Can Government Unions Demand Your Money? The Supreme Court Will Decide Next Term.
Andrew Kloster / Francis Pray /
After multiple tries, the U.S. Supreme Court will have the opportunity next term to overturn an outdated ruling from a 1977 case, Abood v. Detroit Board of Education.
Previously, the Court ruled against public school teachers who didn’t want to pay dues to a union.
The Supreme Court has recently made clear that government employees cannot be compelled to join a union or to pay for a union’s expressly political activities.
However, these same workers can be charged hefty fees to the union to represent them during collective bargaining negotiations, allegedly in order to avoid a “free rider” problem and to promote “labor peace.”
Many teachers feel that this system amounts to de facto forced union membership and would like the Supreme Court to revisit the issue.
A group of teachers in California who object to paying dues to unions that promote causes that violate their beliefs will have their day before the country’s highest court in Friedrichs vs. California Teachers Association.
The teachers say that, unlike private-sector unions, everything government unions bargain over is a matter of public concern and constitutes an attempt to influence and affect public policy.
They argue that if they have personal objections to the positions being taken by the union, they should not be forced to contribute, and that doing so violates their rights under the First Amendment.
Friedrichs will be one of the closely watched cases before the Supreme Court next term.
The unions contend that in the absence of forced dues, “free riders” would simply enjoy the benefits of union representation without paying for it—degrading the quality of representation overall.
The opposite is true.
In workplaces with compulsory union payments, unions do not have to compete for the support of workers.
In right-to-work states (states where workers must affirmatively opt in to paying dues), unions must convince each worker that their representation is worth the money the worker would pay in dues.
This voluntary dues system leads to competition and increased quality of representation, benefiting both the unions themselves and the workers they claim to represent.
In fact, some union organizers even admit that there are benefits to a system of voluntary dues.

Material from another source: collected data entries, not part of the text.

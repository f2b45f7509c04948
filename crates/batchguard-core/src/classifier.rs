//! Maps raw store failures onto the execution error taxonomy.
//!
//! Vendor codes live in [`DEFAULT_MAPPINGS`] rather than in control flow. New
//! codes are added to the table (bumping [`CLASSIFICATION_TABLE_VERSION`]) or
//! passed to [`ErrorClassifier::with_mappings`].

use serde::{Deserialize, Serialize};
use std::fmt;

use crate::store::{ServerFailure, StoreError};

pub const CLASSIFICATION_TABLE_VERSION: u32 = 1;

#[derive(Debug, Clone, Copy, PartialEq, Eq, Hash, Serialize, Deserialize)]
pub enum ErrorClass {
    DatabaseCommunication,
    Programming,
    Integrity,
    Operational,
    Internal,
    GenericDatabase,
}

impl fmt::Display for ErrorClass {
    fn fmt(&self, f: &mut fmt::Formatter<'_>) -> fmt::Result {
        match self {
            ErrorClass::DatabaseCommunication => write!(f, "DatabaseCommunicationError"),
            ErrorClass::Programming => write!(f, "ProgrammingError"),
            ErrorClass::Integrity => write!(f, "IntegrityError"),
            ErrorClass::Operational => write!(f, "OperationalError"),
            ErrorClass::Internal => write!(f, "InternalError"),
            ErrorClass::GenericDatabase => write!(f, "GenericDatabaseError"),
        }
    }
}

#[derive(Debug, Clone, Copy, PartialEq, Eq)]
pub struct CodeMapping {
    pub code: &'static str,
    pub class: ErrorClass,
    pub description: &'static str,
}

const fn mapping(code: &'static str, class: ErrorClass, description: &'static str) -> CodeMapping {
    CodeMapping {
        code,
        class,
        description,
    }
}

/// PostgreSQL SQLSTATE codes with a class other than `Operational`.
pub const DEFAULT_MAPPINGS: &[CodeMapping] = &[
    // connection lost or cancelled by the server
    mapping("08000", ErrorClass::DatabaseCommunication, "connection exception"),
    mapping("08003", ErrorClass::DatabaseCommunication, "connection does not exist"),
    mapping("08006", ErrorClass::DatabaseCommunication, "connection failure"),
    mapping("57014", ErrorClass::DatabaseCommunication, "statement timeout"),
    mapping("57P01", ErrorClass::DatabaseCommunication, "admin shutdown"),
    // object, column or routine not found, or malformed call
    mapping("42601", ErrorClass::Programming, "syntax error"),
    mapping("42703", ErrorClass::Programming, "undefined column"),
    mapping("42P01", ErrorClass::Programming, "undefined table"),
    mapping("42883", ErrorClass::Programming, "undefined function"),
    mapping("42702", ErrorClass::Programming, "ambiguous column"),
    // constraint and uniqueness violations
    mapping("23502", ErrorClass::Integrity, "not null violation"),
    mapping("23503", ErrorClass::Integrity, "foreign key violation"),
    mapping("23505", ErrorClass::Integrity, "unique violation"),
    mapping("23514", ErrorClass::Integrity, "check violation"),
];

/// A classified execution failure. The enriched [`message`](Self::message) is
/// what gets written to the audit record.
#[derive(Debug, Clone, PartialEq, Eq)]
pub struct ClassifiedError {
    pub class: ErrorClass,
    /// Diagnostic text exactly as reported.
    pub original: String,
    pub code: Option<String>,
    pub severity: Option<String>,
    pub routine: Option<String>,
    pub line: Option<u32>,
    pub summary: String,
}

impl ClassifiedError {
    pub fn message(&self) -> String {
        format!("{}\n{}", self.original, self.summary)
    }
}

impl fmt::Display for ClassifiedError {
    fn fmt(&self, f: &mut fmt::Formatter<'_>) -> fmt::Result {
        write!(f, "{}", self.message())
    }
}

impl std::error::Error for ClassifiedError {}

#[derive(Debug, Clone)]
pub struct ErrorClassifier {
    mappings: Vec<CodeMapping>,
}

impl ErrorClassifier {
    pub fn new() -> Self {
        Self {
            mappings: DEFAULT_MAPPINGS.to_vec(),
        }
    }

    /// Add mappings on top of the defaults. Later entries win.
    pub fn with_mappings(mut self, mappings: impl IntoIterator<Item = CodeMapping>) -> Self {
        self.mappings.extend(mappings);
        self
    }

    /// Class for a routine-raised failure with the given vendor code.
    pub fn class_for_code(&self, code: &str) -> ErrorClass {
        self.mappings
            .iter()
            .rev()
            .find(|m| m.code.eq_ignore_ascii_case(code))
            .map(|m| m.class)
            .unwrap_or(ErrorClass::Operational)
    }

    /// Classify a failure. `routine` is the invoked routine, used when the
    /// server does not name the one that raised.
    pub fn classify(&self, failure: StoreError, routine: Option<&str>) -> ClassifiedError {
        match failure {
            StoreError::Server(server) => self.classify_server(server, routine),
            StoreError::Communication(text) => {
                non_server(ErrorClass::DatabaseCommunication, text, routine)
            }
            StoreError::Driver(text) => non_server(ErrorClass::Internal, text, routine),
            StoreError::Other(text) => non_server(ErrorClass::GenericDatabase, text, routine),
        }
    }

    fn classify_server(&self, failure: ServerFailure, invoked: Option<&str>) -> ClassifiedError {
        let class = self.class_for_code(&failure.code);
        let routine = failure.routine.or_else(|| invoked.map(str::to_string));

        let mut summary = format!(
            "{}: server message {}, severity {}",
            class, failure.code, failure.severity
        );
        if let Some(name) = &routine {
            summary.push_str(&format!(", routine {}", name));
        }
        if let Some(line) = failure.line {
            summary.push_str(&format!(", line {}", line));
        }

        ClassifiedError {
            class,
            original: failure.message,
            code: Some(failure.code),
            severity: Some(failure.severity),
            routine,
            line: failure.line,
            summary,
        }
    }
}

impl Default for ErrorClassifier {
    fn default() -> Self {
        Self::new()
    }
}

fn non_server(class: ErrorClass, text: String, routine: Option<&str>) -> ClassifiedError {
    let summary = match routine {
        Some(name) => format!(
            "{}: no server diagnostics while running routine {}",
            class, name
        ),
        None => format!("{}: no server diagnostics", class),
    };

    ClassifiedError {
        class,
        original: text,
        code: None,
        severity: None,
        routine: routine.map(str::to_string),
        line: None,
        summary,
    }
}

#[cfg(test)]
mod tests {
    use super::*;

    fn server(code: &str, message: &str) -> StoreError {
        StoreError::Server(ServerFailure {
            code: code.to_string(),
            severity: "ERROR".to_string(),
            message: message.to_string(),
            routine: None,
            line: Some(12),
        })
    }

    #[test]
    fn test_programming_family() {
        let classifier = ErrorClassifier::new();
        for code in ["42601", "42703", "42P01", "42883", "42702"] {
            let failure = server(code, "relation \"positions\" does not exist");
            let err = classifier.classify(failure, Some("sync_positions"));
            assert_eq!(err.class, ErrorClass::Programming, "code {}", code);
            assert!(err.message().contains("relation \"positions\" does not exist"));
        }
    }

    #[test]
    fn test_integrity_family() {
        let classifier = ErrorClassifier::new();
        for code in ["23502", "23503", "23505", "23514"] {
            let err = classifier.classify(server(code, "duplicate key value"), None);
            assert_eq!(err.class, ErrorClass::Integrity, "code {}", code);
        }
    }

    #[test]
    fn test_other_server_codes_are_operational() {
        let classifier = ErrorClassifier::new();
        let failure = server("P0001", "positions out of balance");
        let err = classifier.classify(failure, Some("sync_positions"));

        assert_eq!(err.class, ErrorClass::Operational);
        assert_eq!(err.original, "positions out of balance");
        assert_eq!(
            err.message(),
            concat!(
                "positions out of balance\n",
                "OperationalError: server message P0001, severity ERROR, ",
                "routine sync_positions, line 12",
            )
        );
    }

    #[test]
    fn test_server_named_routine_wins() {
        let classifier = ErrorClassifier::new();
        let failure = StoreError::Server(ServerFailure {
            code: "P0001".to_string(),
            severity: "ERROR".to_string(),
            message: "boom".to_string(),
            routine: Some("inner_helper".to_string()),
            line: None,
        });

        let err = classifier.classify(failure, Some("sync_positions"));
        assert_eq!(err.routine.as_deref(), Some("inner_helper"));
        assert!(err.summary.ends_with("routine inner_helper"));
    }

    #[test]
    fn test_non_server_failures() {
        let classifier = ErrorClassifier::new();

        let reset = StoreError::Communication("connection reset by peer".into());
        let comm = classifier.classify(reset, Some("X"));
        assert_eq!(comm.class, ErrorClass::DatabaseCommunication);
        assert!(comm.message().starts_with("connection reset by peer\n"));

        let driver = StoreError::Driver("column index out of bounds".into());
        let internal = classifier.classify(driver, None);
        assert_eq!(internal.class, ErrorClass::Internal);

        let generic = classifier.classify(StoreError::Other("worker crashed".into()), None);
        assert_eq!(generic.class, ErrorClass::GenericDatabase);
        assert_eq!(generic.summary, "GenericDatabaseError: no server diagnostics");
    }

    #[test]
    fn test_server_side_disconnects_and_timeouts() {
        let classifier = ErrorClassifier::new();
        for code in ["08006", "57014", "57P01"] {
            assert_eq!(classifier.class_for_code(code), ErrorClass::DatabaseCommunication);
        }
    }

    #[test]
    fn test_custom_mappings_override_defaults() {
        let classifier = ErrorClassifier::new()
            .with_mappings([mapping("P0001", ErrorClass::Integrity, "business rule")])
            .with_mappings([mapping("23505", ErrorClass::Operational, "tolerated")]);

        assert_eq!(classifier.class_for_code("P0001"), ErrorClass::Integrity);
        assert_eq!(classifier.class_for_code("23505"), ErrorClass::Operational);
        assert_eq!(classifier.class_for_code("42p01"), ErrorClass::Programming);
    }
}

For example, Gary Casteel, Southern Regional Director of the United Auto Workers, says:
This is something I’ve never understood, that people think right-to-work hurts unions. To me, it helps them. You don’t have to belong if you don’t want to. So if I go to an organizing drive, I can tell these workers, ‘If you don’t like this arrangement, you don’t have to belong.’ Versus, ‘If we get 50% of you, then all of you have to belong, whether you like to or not.’ I don’t even like the way that sounds, because it’s a voluntary system, and if you don’t think the system’s earning its keep, then you don’t have to pay.

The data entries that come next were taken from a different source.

use std::time::Duration;

use batchguard_core::params::ConnectionParams;
use sqlx::postgres::{PgConnectOptions, PgPoolOptions};
use sqlx::PgPool;

use crate::{Error, Result};

/// Session options shared by the issuer and audit connections.
#[derive(Debug, Clone)]
pub struct ConnectionSettings {
    pub connect_timeout: Duration,
    pub application_name: String,
}

impl Default for ConnectionSettings {
    fn default() -> Self {
        Self {
            connect_timeout: Duration::from_secs(30),
            application_name: "batchguard".to_string(),
        }
    }
}

/// Split `host`, `host:port` or `host,port` into its parts. Bracketed IPv6
/// literals keep their colons.
fn split_server(server: &str) -> Result<(&str, Option<u16>)> {
    let server = server.trim();
    let split = match server.rsplit_once(',') {
        Some(parts) => Some(parts),
        None if server.starts_with('[') => server.rsplit_once("]:"),
        None if server.matches(':').count() == 1 => server.rsplit_once(':'),
        None => None,
    };

    let (host, port) = match split {
        Some((host, port)) => {
            let port = port.trim().parse::<u16>().map_err(|_| {
                Error::Connection(format!("invalid port in server address '{}'", server))
            })?;
            (host.trim(), Some(port))
        }
        None => (server, None),
    };

    Ok((host.trim_start_matches('[').trim_end_matches(']'), port))
}

pub fn connect_options(
    params: &ConnectionParams,
    settings: &ConnectionSettings,
) -> Result<PgConnectOptions> {
    let (host, port) = split_server(&params.server)?;

    let mut options = PgConnectOptions::new()
        .host(host)
        .database(&params.database)
        .username(&params.user)
        .application_name(&settings.application_name);
    if let Some(port) = port {
        options = options.port(port);
    }
    // An empty password leaves authentication to pg_hba/.pgpass.
    if !params.password.is_empty() {
        options = options.password(&params.password);
    }

    Ok(options)
}

/// Open a single-connection pool. The run is sequential, so one connection per
/// store is all it ever holds.
pub async fn connect(params: &ConnectionParams, settings: &ConnectionSettings) -> Result<PgPool> {
    let options = connect_options(params, settings)?;
    tracing::debug!(server = %params.server, database = %params.database, "Opening connection");

    PgPoolOptions::new()
        .max_connections(1)
        .acquire_timeout(settings.connect_timeout)
        .connect_with(options)
        .await
        .map_err(|e| Error::Connection(format!("{}/{}: {}", params.server, params.database, e)))
}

The Washington Post reports that many government unions have responded to the case by ramping up outreach to their members. As one union member put it, “[a] lot of people have lost faith in the union, because they haven’t seen anyone.” Voluntary dues force unions to earn their members’ support instead of taking it for granted.
This case could have wide-ranging implications for the entire nation.
A ruling that affirms the individual public-sector worker’s right to decide how his or her money is spent would essentially make all governmental units in the country right-to-work, because governmental employees would then have to affirmatively opt in before paying union dues.
And there is reason to believe that the Court may rule in Friedrichs’ favor, as Justice Samuel Alito has already written two 5-4 majority opinions indicating that workers cannot be compelled to pay union dues.
In the most recent case, Harris et al. vs. Quinn, Governor of Illinois, et al., Alito wrote that “no person in this country may be compelled to subsidize speech by a third party that he or she does not wish to support.”
It gives government employees hope that the Abood case will finally be overturned and that they may be free to choose how their money is spent.